Ensuite, ces dizains permettent de faire à la fois le tour de la terre, et presque le tour des personnages qui la peuplent. C'est dépaysant et exotique. Le "je" est employé la plupart du temps, ce qui donne à penser qu'il s'agit là d'instants de vie (on ne doute pas qu'il y a de la vie là-dedans), mais d'instants de vie réels.
Du coup, le plaisir du lecteur consiste à essayer de deviner "entre les vers" si toutes ces anecdotes sont vraies ou fausses. Ce jeu est perdu d'avance, autant l'avouer. Surtout quand on fait semblant de ne pas savoir que c'est faux ! Mais ce jeu de lecteur vous amène avec facilité au bout du livre.
Il y a également pas mal d'inflexions musicales dans ces poèmes. Peut-être la "faute" au piano qu'a beaucoup pratiqué Guillaume Decourt. On a vite fait de passer du mode majeur au mode mineur et vice-versa. Il ne suffit pas d'utiliser, pour cela, beaucoup de mots pour le dire, il suffit d'utiliser les bons, y compris quand ils semblent décalés - anglo-saxons, ou tout simplement - le vilain mot - étrangers.

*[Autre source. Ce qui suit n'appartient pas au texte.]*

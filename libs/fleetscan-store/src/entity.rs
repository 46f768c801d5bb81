//! Persisted inventory row.
//!
//! Column names match the record's wire names exactly; the composite primary
//! key (`ComputerName`, `Drive`) is the upsert key.

use fleetscan_inventory::MachineInfo;
use sea_orm::entity::prelude::*;

#[derive(Clone, Debug, PartialEq, Eq, DeriveEntityModel)]
#[sea_orm(table_name = "machine_inventory")]
pub struct Model {
    #[sea_orm(primary_key, auto_increment = false, column_name = "ComputerName")]
    pub computer_name: String,
    #[sea_orm(column_name = "Domain")]
    pub domain: String,
    #[sea_orm(column_name = "Manufacturer")]
    pub manufacturer: String,
    #[sea_orm(column_name = "Model")]
    pub model: String,
    #[sea_orm(column_name = "RAM")]
    pub ram_gb: i64,
    #[sea_orm(primary_key, auto_increment = false, column_name = "Drive")]
    pub drive: String,
    #[sea_orm(column_name = "DiskSize")]
    pub disk_size_gb: i64,
    #[sea_orm(column_name = "FreeSpace")]
    pub free_space_gb: i64,
    #[sea_orm(column_name = "FreePercent")]
    pub free_percent: i32,
    #[sea_orm(column_name = "BIOSVersion")]
    pub bios_version: String,
    #[sea_orm(column_name = "BIOSSerial")]
    pub bios_serial: String,
    #[sea_orm(column_name = "OSName")]
    pub os_name: String,
    #[sea_orm(column_name = "OSVersion")]
    pub os_version: String,
    #[sea_orm(column_name = "OSArchitecture")]
    pub os_architecture: String,
    #[sea_orm(column_name = "Processor")]
    pub processor: String,
    #[sea_orm(column_name = "ProcessorAddressWidth")]
    pub processor_address_width: i32,
}

#[derive(Copy, Clone, Debug, EnumIter, DeriveRelation)]
pub enum Relation {}

impl ActiveModelBehavior for ActiveModel {}

/// GiB counts are far below `i64::MAX`; saturate rather than wrap on the
/// pathological path.
pub(crate) fn gb_to_db(value: u64) -> i64 {
    i64::try_from(value).unwrap_or(i64::MAX)
}

pub(crate) fn percent_to_db(value: u32) -> i32 {
    i32::try_from(value).unwrap_or(i32::MAX)
}

impl From<&MachineInfo> for Model {
    fn from(record: &MachineInfo) -> Self {
        Self {
            computer_name: record.computer_name.clone(),
            domain: record.domain.clone(),
            manufacturer: record.manufacturer.clone(),
            model: record.model.clone(),
            ram_gb: gb_to_db(record.ram_gb),
            drive: record.drive.clone(),
            disk_size_gb: gb_to_db(record.disk_size_gb),
            free_space_gb: gb_to_db(record.free_space_gb),
            free_percent: percent_to_db(record.free_percent),
            bios_version: record.bios_version.clone(),
            bios_serial: record.bios_serial.clone(),
            os_name: record.os_name.clone(),
            os_version: record.os_version.clone(),
            os_architecture: record.os_architecture.clone(),
            processor: record.processor.clone(),
            processor_address_width: percent_to_db(record.processor_address_width),
        }
    }
}

impl From<Model> for MachineInfo {
    fn from(row: Model) -> Self {
        Self {
            computer_name: row.computer_name,
            domain: row.domain,
            manufacturer: row.manufacturer,
            model: row.model,
            ram_gb: u64::try_from(row.ram_gb).unwrap_or(0),
            drive: row.drive,
            disk_size_gb: u64::try_from(row.disk_size_gb).unwrap_or(0),
            free_space_gb: u64::try_from(row.free_space_gb).unwrap_or(0),
            free_percent: u32::try_from(row.free_percent).unwrap_or(0),
            bios_version: row.bios_version,
            bios_serial: row.bios_serial,
            os_name: row.os_name,
            os_version: row.os_version,
            os_architecture: row.os_architecture,
            processor: row.processor,
            processor_address_width: u32::try_from(row.processor_address_width).unwrap_or(0),
        }
    }
}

Et puis, l'auteur a le sens des formules bien ajustées, qui vous flinguent au détour d'un vers. Formules qui ne sont pas que des formules, même si peut-être, elles ne sont pas que des vérités.
Bref, à l'arrivée, le lecteur ne sait pas si c'est du lard ou du cochon. La poésie de Guillaume Decourt oscille comme cela entre plusieurs petits états qui ne figurent pas forcément sur la carte du monde, mais qui peuvent emprunter la carte du cœur.
Car justement, la justesse des poèmes publiés ici dépend de cette recherche d'équilibre permanent, pour résumer, entre la tristesse et la joie.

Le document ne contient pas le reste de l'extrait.